Por Esteban Fernández Roig Jr.

 

A finales  de los años 50’s éramos unos niños divirtiéndonos, jugando, mataperreando, estudiando. Yo ni sabía lo que quería decir la palabra “envidia”. De mayor he entendido la envidia contra el millonario, contra el inteligente, contra todo el que triunfa en la vida.

Lo increíble, lo absurdo, lo terrible es que desde 1959 en lo adelante descubrí que existía la envidia de niños contra niños. Inaudito que unos regalos de los Tres Reyes Magos, unas bicicletas, unos patines, unas muñecas, producía felicidad y alboroto para unos, mientras que otros derramaban lágrimas de impotencia y resquemor.

¿Cómo imaginar que el niño limpiabotas que traté de igual a igual -y hasta lo creí mi amigo- el cuatro de enero del 59 vestido de verde olivo me insultó?

¿Qué culpa teníamos, cual era nuestro delito? ¿Era (o nos quisieron hacer creer que era) un crimen que nuestros padres hicieran mil sacrificios para comprarnos unos humildes obsequios?

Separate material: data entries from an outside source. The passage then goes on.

//! Editor-facing language features.
//!
//! Every method takes the editor's current text and a byte offset, waits for
//! the shared service if it is still loading, runs one parse+query job on the
//! queue and translates the answer back into editor terms. When the service
//! is unavailable the answer is empty; callers never see an error.

use std::ops::Range as Span;

use lsp_types::{CompletionItem, Diagnostic, DiagnosticSeverity, Documentation};

use super::handle::ServiceHandle;
use super::position::{EditorRange, LineIndex};
use super::semantic::{self, SemanticSpan};
use crate::markup::render_hover;

/// Characters after which the editor asks for completions unprompted.
pub const TRIGGER_CHARACTERS: &[char] = &['.', '$', '@', '2', '4'];

/// Whether the character just before `offset` asks for completions.
pub fn is_completion_trigger(text: &str, offset: usize) -> bool {
    let mut end = offset.min(text.len());
    while !text.is_char_boundary(end) {
        end -= 1;
    }
    text[..end]
        .chars()
        .next_back()
        .is_some_and(|c| TRIGGER_CHARACTERS.contains(&c))
}

#[derive(Debug, Clone, Copy, PartialEq, Eq, PartialOrd, Ord, Hash)]
pub enum Severity {
    Info,
    Warning,
    Error,
}

impl Severity {
    /// `1` is an error, `2` a warning, anything else (or nothing) info.
    pub fn from_service(severity: Option<DiagnosticSeverity>) -> Self {
        match severity {
            Some(DiagnosticSeverity::ERROR) => Self::Error,
            Some(DiagnosticSeverity::WARNING) => Self::Warning,
            _ => Self::Info,
        }
    }

    pub fn as_str(self) -> &'static str {
        match self {
            Self::Info => "info",
            Self::Warning => "warning",
            Self::Error => "error",
        }
    }
}

/// A diagnostic placed on the editor buffer.
#[derive(Debug, Clone, PartialEq, Eq)]
pub struct Decoration {
    pub from: usize,
    pub to: usize,
    pub severity: Severity,
    pub message: String,
}

impl Decoration {
    fn from_service(diagnostic: Diagnostic, index: &LineIndex<'_>) -> Self {
        let span = index.span_of(diagnostic.range);
        Self {
            from: span.start,
            to: span.end,
            severity: Severity::from_service(diagnostic.severity),
            message: diagnostic.message,
        }
    }
}

/// A decoration in one-indexed line/column coordinates.
#[derive(Debug, Clone, PartialEq, Eq)]
pub struct Marker {
    pub range: EditorRange,
    pub severity: Severity,
    pub message: String,
}

impl Marker {
    pub fn from_decoration(decoration: &Decoration, index: &LineIndex<'_>) -> Self {
        Self {
            range: index.editor_range(decoration.from..decoration.to),
            severity: decoration.severity,
            message: decoration.message.clone(),
        }
    }
}

/// Rendered hover content and the buffer span it describes.
#[derive(Debug, Clone, PartialEq, Eq)]
pub struct HoverTooltip {
    pub html: String,
    pub range: Option<Span<usize>>,
}

#[derive(Debug, Clone, PartialEq, Eq)]
pub struct Completion {
    pub label: String,
    pub insert_text: String,
    pub detail: Option<String>,
    pub documentation: Option<String>,
    /// Buffer offset the completion applies at.
    pub at: usize,
}

impl Completion {
    fn from_service(item: CompletionItem, at: usize) -> Self {
        let documentation = item.documentation.map(|doc| match doc {
            Documentation::String(s) => s,
            Documentation::MarkupContent(markup) => markup.value,
        });
        Self {
            insert_text: item.insert_text.unwrap_or_else(|| item.label.clone()),
            label: item.label,
            detail: item.detail,
            documentation,
            at,
        }
    }
}

/// Language features for one or many editors over the shared service.
#[derive(Debug, Clone)]
pub struct LanguageBridge {
    handle: ServiceHandle,
}

impl LanguageBridge {
    pub fn new(handle: ServiceHandle) -> Self {
        Self { handle }
    }

    pub fn handle(&self) -> &ServiceHandle {
        &self.handle
    }

    pub async fn diagnostics(&self, text: &str) -> Vec<Decoration> {
        let Some(queue) = self.handle.initialize().await else {
            return Vec::new();
        };
        let diagnostics = queue.diagnostics(text.to_string()).await;
        let index = LineIndex::new(text);
        diagnostics
            .into_iter()
            .map(|d| Decoration::from_service(d, &index))
            .collect()
    }

    pub async fn hover(&self, text: &str, offset: usize) -> Option<HoverTooltip> {
        let queue = self.handle.initialize().await?;
        let index = LineIndex::new(text);
        let info = queue.hover(text.to_string(), index.position_of(offset)).await?;
        if info.content.trim().is_empty() {
            return None;
        }
        Some(HoverTooltip {
            html: render_hover(&info.content),
            range: info.range.map(|r| index.span_of(r)),
        })
    }

    pub async fn completions(&self, text: &str, offset: usize) -> Vec<Completion> {
        let Some(queue) = self.handle.initialize().await else {
            return Vec::new();
        };
        let index = LineIndex::new(text);
        let at = offset.min(text.len());
        queue
            .completion(text.to_string(), index.position_of(offset))
            .await
            .into_iter()
            .map(|item| Completion::from_service(item, at))
            .collect()
    }

    /// Span of the definition of the symbol at `offset`.
    pub async fn definition(&self, text: &str, offset: usize) -> Option<Span<usize>> {
        let queue = self.handle.initialize().await?;
        let index = LineIndex::new(text);
        let range = queue
            .definition(text.to_string(), index.position_of(offset))
            .await?;
        Some(index.span_of(range))
    }

    pub async fn semantic_tokens(&self, text: &str) -> Vec<SemanticSpan> {
        let Some(queue) = self.handle.initialize().await else {
            return Vec::new();
        };
        let Some(legend) = queue.legend().cloned() else {
            return Vec::new();
        };
        let data = queue.semantic_tokens(text.to_string()).await;
        semantic::to_spans(semantic::decode(&data, &legend), text)
    }
}

#[cfg(test)]
mod tests {
    use super::*;
    use crate::lsp::testing::{ScriptedLoader, ScriptedService, ServiceCall};

    fn bridge(service: ScriptedService) -> LanguageBridge {
        LanguageBridge::new(ServiceHandle::new(ScriptedLoader::new(service)))
    }

    #[test]
    fn severity_mapping() {
        assert_eq!(Severity::from_service(Some(DiagnosticSeverity::ERROR)), Severity::Error);
        assert_eq!(Severity::from_service(Some(DiagnosticSeverity::WARNING)), Severity::Warning);
        assert_eq!(Severity::from_service(Some(DiagnosticSeverity::HINT)), Severity::Info);
        assert_eq!(
            Severity::from_service(Some(DiagnosticSeverity::INFORMATION)),
            Severity::Info
        );
        assert_eq!(Severity::from_service(None), Severity::Info);
    }

    #[tokio::test]
    async fn diagnostics_become_decorations() {
        let text = "(module\n  (func oops)\n)";
        let decorations = bridge(ScriptedService::new()).diagnostics(text).await;
        assert_eq!(decorations.len(), 1);
        let d = &decorations[0];
        assert_eq!(&text[d.from..d.to], "oops");
        assert_eq!(d.severity, Severity::Error);
    }

    #[tokio::test]
    async fn warnings_are_mapped() {
        let service = ScriptedService::new().with_warning_marker("unused");
        let decorations = bridge(service).diagnostics("(local $unused i32)").await;
        assert_eq!(decorations.len(), 1);
        assert_eq!(decorations[0].severity, Severity::Warning);
    }

    #[tokio::test]
    async fn every_query_parses_current_text_first() {
        let service = ScriptedService::new();
        let journal = service.journal();
        let bridge = bridge(service);

        bridge.hover("nop", 1).await;
        bridge.completions("i32.", 4).await;
        bridge.definition("drop", 0).await;

        let calls = journal.calls();
        let queries: Vec<_> = calls
            .windows(2)
            .filter(|w| !matches!(w[1], ServiceCall::Parse(_) | ServiceCall::Legend))
            .map(|w| w[0].clone())
            .collect();
        assert_eq!(
            queries,
            vec![
                ServiceCall::Parse("nop".into()),
                ServiceCall::Parse("i32.".into()),
                ServiceCall::Parse("drop".into()),
            ]
        );
    }

    #[tokio::test]
    async fn hover_renders_markup_and_span() {
        let text = "(func $add)";
        let tooltip = bridge(ScriptedService::new()).hover(text, 7).await.unwrap();
        assert!(tooltip.html.starts_with("<pre class=\"cm-tooltip-codeblock\">"));
        assert!(tooltip.html.contains("<code>$add</code>"));
        assert_eq!(tooltip.range, Some(6..10));
    }

    #[tokio::test]
    async fn completions_default_insert_text_to_label() {
        let completions = bridge(ScriptedService::new()).completions("i32.", 4).await;
        let labels: Vec<_> = completions.iter().map(|c| c.label.as_str()).collect();
        assert_eq!(labels, vec!["i32.add", "i32.const"]);
        assert!(completions.iter().all(|c| c.insert_text == c.label && c.at == 4));
    }

    #[tokio::test]
    async fn definition_points_at_first_occurrence() {
        let text = "(func $f)\n(call $f)";
        let span = bridge(ScriptedService::new()).definition(text, 17).await;
        assert_eq!(span, Some(6..8));
    }

    #[tokio::test]
    async fn semantic_tokens_as_spans() {
        let text = "(local.get $x)";
        let spans = bridge(ScriptedService::new()).semantic_tokens(text).await;
        assert_eq!(spans.len(), 1);
        assert_eq!(&text[spans[0].span.clone()], "$x");
        assert_eq!(spans[0].token_type, "variable");
    }

    #[tokio::test]
    async fn unavailable_service_answers_empty() {
        let loader = ScriptedLoader::new(ScriptedService::new()).failing("connection refused");
        let bridge = LanguageBridge::new(ServiceHandle::new(loader));
        assert!(bridge.diagnostics("oops").await.is_empty());
        assert!(bridge.hover("nop", 0).await.is_none());
        assert!(bridge.completions("i32.", 4).await.is_empty());
        assert!(bridge.definition("$f", 0).await.is_none());
        assert!(bridge.semantic_tokens("$f").await.is_empty());
    }

    #[test]
    fn range_past_the_document_is_clamped() {
        let text = "(module)\nnop";
        let index = LineIndex::new(text);
        let diagnostic = Diagnostic {
            range: lsp_types::Range::new(
                lsp_types::Position::new(1, 1),
                lsp_types::Position::new(7, 40),
            ),
            severity: Some(DiagnosticSeverity::ERROR),
            message: "stale".into(),
            ..Default::default()
        };
        let d = Decoration::from_service(diagnostic, &index);
        assert_eq!((d.from, d.to), (10, text.len()));
    }

    #[test]
    fn completion_triggers() {
        assert!(is_completion_trigger("i32.", 4));
        assert!(is_completion_trigger("(call $", 7));
        assert!(is_completion_trigger("i64", 3));
        assert!(!is_completion_trigger("nop", 3));
        assert!(!is_completion_trigger("", 0));
        assert!(is_completion_trigger("i32.", 99));
        // inside a multi-byte character
        assert!(!is_completion_trigger("é", 1));
    }

    #[test]
    fn markers_are_one_indexed() {
        let text = "(module
  oops)";
        let index = LineIndex::new(text);
        let decoration = Decoration {
            from: 10,
            to: 14,
            severity: Severity::Error,
            message: "unknown operator".into(),
        };
        let marker = Marker::from_decoration(&decoration, &index);
        assert_eq!(marker.range.start.line_number, 2);
        assert_eq!(marker.range.start.column, 3);
        assert_eq!(marker.range.end.column, 7);
        assert_eq!(marker.severity, Severity::Error);
    }
}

Recuerdo que un muchachito muy pobre del barrio con tristeza me enseñó un 6 de enero un jabón que le habían regalado. Escondido de mis padres le di exactamente la mitad de la ropa y juguetes que recibí.  Parece que no lo agradeció porque durante la zafra del año 61 frente a mi casa paró un camión de cortadores de cañas “voluntarios” y ahí estaba Pepecito berreando: “¡Paredón para Estebita!”

Lo que yo no sabía, y ellos no sabían, era que había un monstruo acechando, que utilizaría esa envidia para adueñarse de un país y los convertiría en esclavos. Los envidiosos se vistieron de milicianos, lo envidiados pitaron para la Yuma.

Ahora viejos, achacosos, sin retiros, sin seguros médicos, están  envidiando a generales, ministros, mayimbes, pinchos y hasta al que le saca el perro a orinar a Díaz Canel …Y si por casualidad usted ve a alguno de ellos de compras en el Sedano, no lo dude está envidiando su casa, su carro y hasta su reloj.